One question on the poll demonstrates the need for rigor really well: "Are hallucinations real?" Both Yes and No, are correct answers depending on what you assume or decide the question means. The poll doesn't really give a sampling of what scientists think about the reality of various things. It serves, instead, to separate those who sent it back unanswered, or with "It depends." written in, from those who decided they understood the questions and committed to a yes or no answer when they probably should not have.
 
  • #35
zoobyshoe said:
Without being able to specifically follow what your saying, it's clear that the concept of "direction" wrt time is a manner of speaking that's been adopted for lack of any better. We speak of ourselves as going "forward" in time, or of time going "forward" or of ourselves standing still while "time passes", but all these analogies to physical motion are essentially arbitrary. There's no real reason we couldn't get everyone saying "up in time" rather than "forward in time" and have the same understanding of what we're all saying. The "direction" of time might be called real or unreal depending on what you think the question means; what level of rigor it aims for. Your earlier point about rigor was a good one.

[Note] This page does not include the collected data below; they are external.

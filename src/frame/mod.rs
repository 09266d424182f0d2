//! Frame-level input: camera model, stereo pair sources, prefetching.

pub mod camera;
pub mod prefetch;
pub mod source;

pub use camera::CameraModel;
pub use prefetch::PrefetchSource;
pub use source::{FrameSource, ImageDims, ImageListSource, ImageLoader, StereoPair};
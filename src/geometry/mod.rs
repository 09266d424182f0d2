//! Rigid-body geometry.

pub mod se3;

pub use se3::SE3;
//! Background frame acquisition.
//!
//! Loading images is I/O bound, so a worker thread reads ahead into a bounded
//! channel while the driver estimates motion for the current pair. Frames
//! still arrive strictly in order and the driver stays the only owner of the
//! window and the trajectories.

use std::sync::atomic::{AtomicBool, Ordering};
use std::sync::Arc;
use std::thread::{self, JoinHandle};

use crossbeam_channel::{bounded, Receiver};
use tracing::debug;

use super::source::{FrameSource, StereoPair};
use crate::error::Result;

pub struct PrefetchSource<I> {
    receiver: Option<Receiver<Result<StereoPair<I>>>>,
    stop: Arc<AtomicBool>,
    handle: Option<JoinHandle<()>>,
}

impl<I: Send + 'static> PrefetchSource<I> {
    /// Move `inner` onto a worker thread that keeps up to `capacity` pairs ready.
    pub fn spawn<S>(mut inner: S, capacity: usize) -> Self
    where
        S: FrameSource<Image = I> + Send + 'static,
    {
        let (sender, receiver) = bounded(capacity.max(1));
        let stop = Arc::new(AtomicBool::new(false));
        let stop_flag = stop.clone();

        let handle = thread::spawn(move || {
            while !stop_flag.load(Ordering::SeqCst) {
                match inner.next_pair() {
                    Ok(Some(pair)) => {
                        if sender.send(Ok(pair)).is_err() {
                            break;
                        }
                    }
                    Ok(None) => break,
                    Err(e) => {
                        let _ = sender.send(Err(e));
                        break;
                    }
                }
            }
            debug!("prefetch worker finished");
        });

        Self {
            receiver: Some(receiver),
            stop,
            handle: Some(handle),
        }
    }
}

impl<I> FrameSource for PrefetchSource<I> {
    type Image = I;

    fn next_pair(&mut self) -> Result<Option<StereoPair<I>>> {
        let Some(receiver) = self.receiver.as_ref() else {
            return Ok(None);
        };
        match receiver.recv() {
            Ok(item) => item.map(Some),
            // Worker hung up: source exhausted or stopped.
            Err(_) => Ok(None),
        }
    }
}

impl<I> Drop for PrefetchSource<I> {
    fn drop(&mut self) {
        self.stop.store(true, Ordering::SeqCst);
        // Dropping the receiver unblocks a worker waiting on a full channel.
        self.receiver.take();
        if let Some(handle) = self.handle.take() {
            let _ = handle.join();
        }
    }
}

One question on the poll demonstrates the need for rigor really well: "Are hallucinations real?" Both Yes and No, are correct answers depending on what you assume or decide the question means. The poll doesn't really give a sampling of what scientists think about the reality of various things. It serves, instead, to separate those who sent it back unanswered, or with "It depends." written in, from those who decided they understood the questions and committed to a yes or no answer when they probably should not have.

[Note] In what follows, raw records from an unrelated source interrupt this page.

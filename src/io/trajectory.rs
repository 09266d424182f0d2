//! Trajectory files.
//!
//! One pose per line, earliest frame first, no header. Values are the
//! camera-to-world matrix in row-major order separated by single spaces:
//! - `Kitti12`: the top 3x4 block `r11 r12 r13 t1 r21 r22 r23 t2 r31 r32 r33 t3`
//! - `Full16`: all sixteen entries, bottom row included

use std::path::{Path, PathBuf};

use csv::{ReaderBuilder, Trim, WriterBuilder};
use nalgebra::Matrix4;
use serde::Deserialize;

use crate::error::{Result, VoError};
use crate::geometry::SE3;
use crate::odometry::{Trajectory, TrajectoryKind};

#[derive(Debug, Clone, Copy, PartialEq, Eq, Default, Deserialize, clap::ValueEnum)]
#[serde(rename_all = "lowercase")]
pub enum TrajectoryFormat {
    #[default]
    Kitti12,
    Full16,
}

impl TrajectoryFormat {
    fn rows(self) -> usize {
        match self {
            TrajectoryFormat::Kitti12 => 3,
            TrajectoryFormat::Full16 => 4,
        }
    }
}

/// Write `trajectory` to `path`, creating parent directories as needed.
pub fn write_trajectory(trajectory: &Trajectory, path: &Path, format: TrajectoryFormat) -> Result<()> {
    if let Some(parent) = path.parent().filter(|p| !p.as_os_str().is_empty()) {
        std::fs::create_dir_all(parent).map_err(|e| VoError::io(parent, e))?;
    }

    let mut wtr = WriterBuilder::new()
        .delimiter(b' ')
        .has_headers(false)
        .from_path(path)
        .map_err(|e| VoError::io(path, e.into()))?;

    for pose in trajectory.poses() {
        let mat = pose.to_matrix();
        let record: Vec<String> = (0..format.rows())
            .flat_map(|r| (0..4).map(move |c| (r, c)))
            .map(|(r, c)| format!("{:e}", mat[(r, c)]))
            .collect();
        wtr.write_record(&record)
            .map_err(|e| VoError::io(path, e.into()))?;
    }
    wtr.flush().map_err(|e| VoError::io(path, e))
}

/// Read poses written by [`write_trajectory`] (either width).
pub fn read_poses(path: &Path) -> Result<Vec<SE3>> {
    let mut rdr = ReaderBuilder::new()
        .delimiter(b' ')
        .has_headers(false)
        .flexible(true)
        .trim(Trim::All)
        .comment(Some(b'#'))
        .from_path(path)
        .map_err(|e| VoError::io(path, e.into()))?;

    let mut poses = Vec::new();
    for (line, rec) in rdr.records().enumerate() {
        let rec = rec.map_err(|e| VoError::io(path, e.into()))?;
        let values = rec
            .iter()
            .filter(|f| !f.is_empty())
            .map(|f| f.parse::<f64>())
            .collect::<std::result::Result<Vec<_>, _>>()
            .map_err(|e| invalid_data(path, format!("line {}: {e}", line + 1)))?;

        let mut mat = Matrix4::identity();
        match values.len() {
            12 | 16 => {
                for (i, v) in values.iter().enumerate() {
                    mat[(i / 4, i % 4)] = *v;
                }
            }
            n => {
                return Err(invalid_data(
                    path,
                    format!("line {}: expected 12 or 16 values, found {n}", line + 1),
                ))
            }
        }

        let pose = SE3::from_rigid_matrix(&mat).ok_or_else(|| {
            invalid_data(path, format!("line {}: not a rigid transform", line + 1))
        })?;
        poses.push(pose);
    }
    Ok(poses)
}

pub fn read_trajectory(path: &Path, kind: TrajectoryKind) -> Result<Trajectory> {
    Ok(Trajectory::from_poses(kind, read_poses(path)?))
}

fn invalid_data(path: &Path, msg: String) -> VoError {
    VoError::io(path, std::io::Error::new(std::io::ErrorKind::InvalidData, msg))
}

/// Run identifier taken from the image-list filename.
///
/// KITTI list files end in `NN_xxxxx.x`-style suffixes; the two characters at
/// `len-10 .. len-8` name the sequence. Shorter names fall back to the stem.
pub fn run_id_from_list(list_path: &Path) -> String {
    let name = list_path
        .file_name()
        .map(|n| n.to_string_lossy().into_owned())
        .unwrap_or_default();
    let chars: Vec<char> = name.chars().collect();
    if chars.len() >= 10 {
        let start = chars.len() - 10;
        return chars[start..start + 2].iter().collect();
    }
    list_path
        .file_stem()
        .map(|s| s.to_string_lossy().into_owned())
        .filter(|s| !s.is_empty())
        .unwrap_or_else(|| "run".to_string())
}

/// Output files for a run: `(direct, refined)`.
pub fn output_paths(output_folder: &Path, run_id: &str) -> (PathBuf, PathBuf) {
    (
        output_folder.join(format!("{run_id}.txt")),
        output_folder.join(format!("{run_id}_ba.txt")),
    )
}

#[cfg(test)]
mod tests {
    use super::*;
    use crate::odometry::accumulate;
    use approx::assert_relative_eq;
    use nalgebra::{UnitQuaternion, Vector3};

    fn sample_trajectory() -> Trajectory {
        let step = SE3 {
            rotation: UnitQuaternion::from_euler_angles(0.02, -0.01, 0.03),
            translation: Vector3::new(0.1, -0.02, -0.95),
        };
        let mut traj = Trajectory::new(TrajectoryKind::Direct);
        for _ in 0..6 {
            let next = accumulate(&traj.last(), &step);
            traj.push(next);
        }
        traj
    }

    #[test]
    fn test_write_then_read_reproduces_poses() {
        let dir = tempfile::tempdir().unwrap();
        let traj = sample_trajectory();

        for format in [TrajectoryFormat::Kitti12, TrajectoryFormat::Full16] {
            let path = dir.path().join(format!("{format:?}.txt"));
            write_trajectory(&traj, &path, format).unwrap();
            let back = read_trajectory(&path, TrajectoryKind::Direct).unwrap();
            assert_eq!(back.len(), traj.len());
            for (a, b) in back.poses().iter().zip(traj.poses()) {
                assert_relative_eq!(a.to_matrix(), b.to_matrix(), epsilon = 1e-6);
            }
        }
    }

    #[test]
    fn test_line_layout() {
        let dir = tempfile::tempdir().unwrap();
        let path = dir.path().join("out/00.txt");
        let mut traj = Trajectory::new(TrajectoryKind::Direct);
        traj.push(SE3::from_translation(Vector3::new(1.0, 2.0, 3.0)));
        write_trajectory(&traj, &path, TrajectoryFormat::Kitti12).unwrap();

        let text = std::fs::read_to_string(&path).unwrap();
        let lines: Vec<&str> = text.lines().collect();
        assert_eq!(lines.len(), 2);
        let values: Vec<f64> = lines[1]
            .split(' ')
            .map(|v| v.parse().unwrap())
            .collect();
        assert_eq!(values.len(), 12);
        assert_eq!(values[3], 1.0);
        assert_eq!(values[7], 2.0);
        assert_eq!(values[11], 3.0);
    }

    #[test]
    fn test_unwritable_path_is_io_failure() {
        let dir = tempfile::tempdir().unwrap();
        let blocker = dir.path().join("file");
        std::fs::write(&blocker, "x").unwrap();
        let traj = Trajectory::new(TrajectoryKind::Direct);
        let result = write_trajectory(&traj, &blocker.join("sub/00.txt"), TrajectoryFormat::Kitti12);
        assert!(matches!(result, Err(VoError::Io { .. })));
    }

    #[test]
    fn test_rejects_malformed_lines() {
        let dir = tempfile::tempdir().unwrap();
        let path = dir.path().join("bad.txt");
        std::fs::write(&path, "1 0 0 0 0 1 0 0 0 0 1\n").unwrap();
        assert!(read_poses(&path).is_err());
    }

    #[test]
    fn test_run_id_from_list_name() {
        assert_eq!(run_id_from_list(Path::new("/lists/kitti_07_lst.xml")), "07");
        assert_eq!(run_id_from_list(Path::new("seq.txt")), "seq");
        let (direct, refined) = output_paths(Path::new("out_vo"), "07");
        assert_eq!(direct, PathBuf::from("out_vo/07.txt"));
        assert_eq!(refined, PathBuf::from("out_vo/07_ba.txt"));
    }
}
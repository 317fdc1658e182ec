//! In-memory view of taken usernames, consulted by registration before the
//! database. The cuckoo filter answers "definitely free"; the moka cache holds
//! recently active accounts and answers "taken" without a query.

use anyhow::{Result, anyhow};
use autoscale_cuckoo_filter::CuckooFilter;
use futures_util::StreamExt;
use moka::future::Cache;
use once_cell::sync::Lazy;
use sqlx::SqlitePool;
use std::sync::RwLock;
use std::time::Duration;

use crate::models::normalize_username;

/// A campus has a few thousand accounts; the filter grows past this if needed.
const FILTER_CAPACITY: usize = 10_000;
const FALSE_POSITIVE_RATE: f64 = 0.001;
const RECENT_CAPACITY: u64 = 5_000;
const RECENT_TTL: Duration = Duration::from_secs(24 * 60 * 60);
const WARMUP_BATCH: usize = 256;

pub static USERNAMES: Lazy<UsernameRegistry> = Lazy::new(UsernameRegistry::new);

pub struct UsernameRegistry {
    filter: RwLock<CuckooFilter<String>>,
    recent: Cache<String, ()>,
}

impl UsernameRegistry {
    pub fn new() -> Self {
        Self {
            filter: RwLock::new(CuckooFilter::new(FILTER_CAPACITY, FALSE_POSITIVE_RATE)),
            recent: Cache::builder()
                .max_capacity(RECENT_CAPACITY)
                .time_to_live(RECENT_TTL)
                .build(),
        }
    }

    /// Records a username that now exists in the table.
    pub async fn remember(&self, username: &str) {
        let username = normalize_username(username);
        if let Ok(mut filter) = self.filter.write() {
            filter.add(&username);
        }
        self.recent.insert(username, ()).await;
    }

    /// Marks an existing account as recently active.
    pub async fn touch(&self, username: &str) {
        self.recent.insert(normalize_username(username), ()).await;
    }

    /// A poisoned lock answers "maybe" so the caller falls through to the database.
    fn might_exist(&self, username: &str) -> bool {
        self.filter
            .read()
            .map(|filter| filter.contains(username))
            .unwrap_or(true)
    }

    /// Whether `username` is free to register. Database errors count as taken.
    pub async fn is_available(&self, pool: &SqlitePool, username: &str) -> bool {
        let username = normalize_username(username);

        if !self.might_exist(&username) {
            return true;
        }
        if self.recent.contains_key(&username) {
            return false;
        }

        let exists = sqlx::query_scalar::<_, bool>(
            "SELECT EXISTS(SELECT 1 FROM users WHERE username = ? LIMIT 1)",
        )
        .bind(&username)
        .fetch_one(pool)
        .await
        .unwrap_or(true);

        !exists
    }

    /// Loads every username into the filter, and those active within
    /// `recent_days` into the cache, in one streaming pass.
    pub async fn warmup(&self, pool: &SqlitePool, recent_days: u32) -> Result<()> {
        let mut rows = sqlx::query_as::<_, (String, bool)>(
            r#"
            SELECT username,
                   COALESCE(last_login_at >= datetime('now', ?), 0) AS recent
            FROM users
            "#,
        )
        .bind(format!("-{recent_days} days"))
        .fetch(pool);

        let mut batch = Vec::with_capacity(WARMUP_BATCH);
        let (mut total, mut recent) = (0usize, 0usize);

        while let Some(row) = rows.next().await {
            let (username, is_recent) = row?;
            let username = normalize_username(&username);
            if is_recent {
                self.recent.insert(username.clone(), ()).await;
                recent += 1;
            }
            batch.push(username);
            total += 1;

            if batch.len() == WARMUP_BATCH {
                self.add_batch(&batch)?;
                batch.clear();
            }
        }
        self.add_batch(&batch)?;

        log::info!(
            "Username registry warmup complete: {} users, {} active in the last {} days",
            total,
            recent,
            recent_days
        );
        Ok(())
    }

    fn add_batch(&self, usernames: &[String]) -> Result<()> {
        let mut filter = self
            .filter
            .write()
            .map_err(|_| anyhow!("username filter poisoned"))?;
        for username in usernames {
            filter.add(username);
        }
        Ok(())
    }
}

impl Default for UsernameRegistry {
    fn default() -> Self {
        Self::new()
    }
}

What was it that you didn't follow or agree with. Often I don't agree with something I've said, or the way I've said it, after I give it more thought. :smile:

From what you've written, I think we pretty much agree on the salient points.

I do think that a 'direction' of time, is as good a way as any to speak of a dynamic (the archetypal example of which is the radiative 'arrow of time') that seems fundamental to the evolution of all physical systems.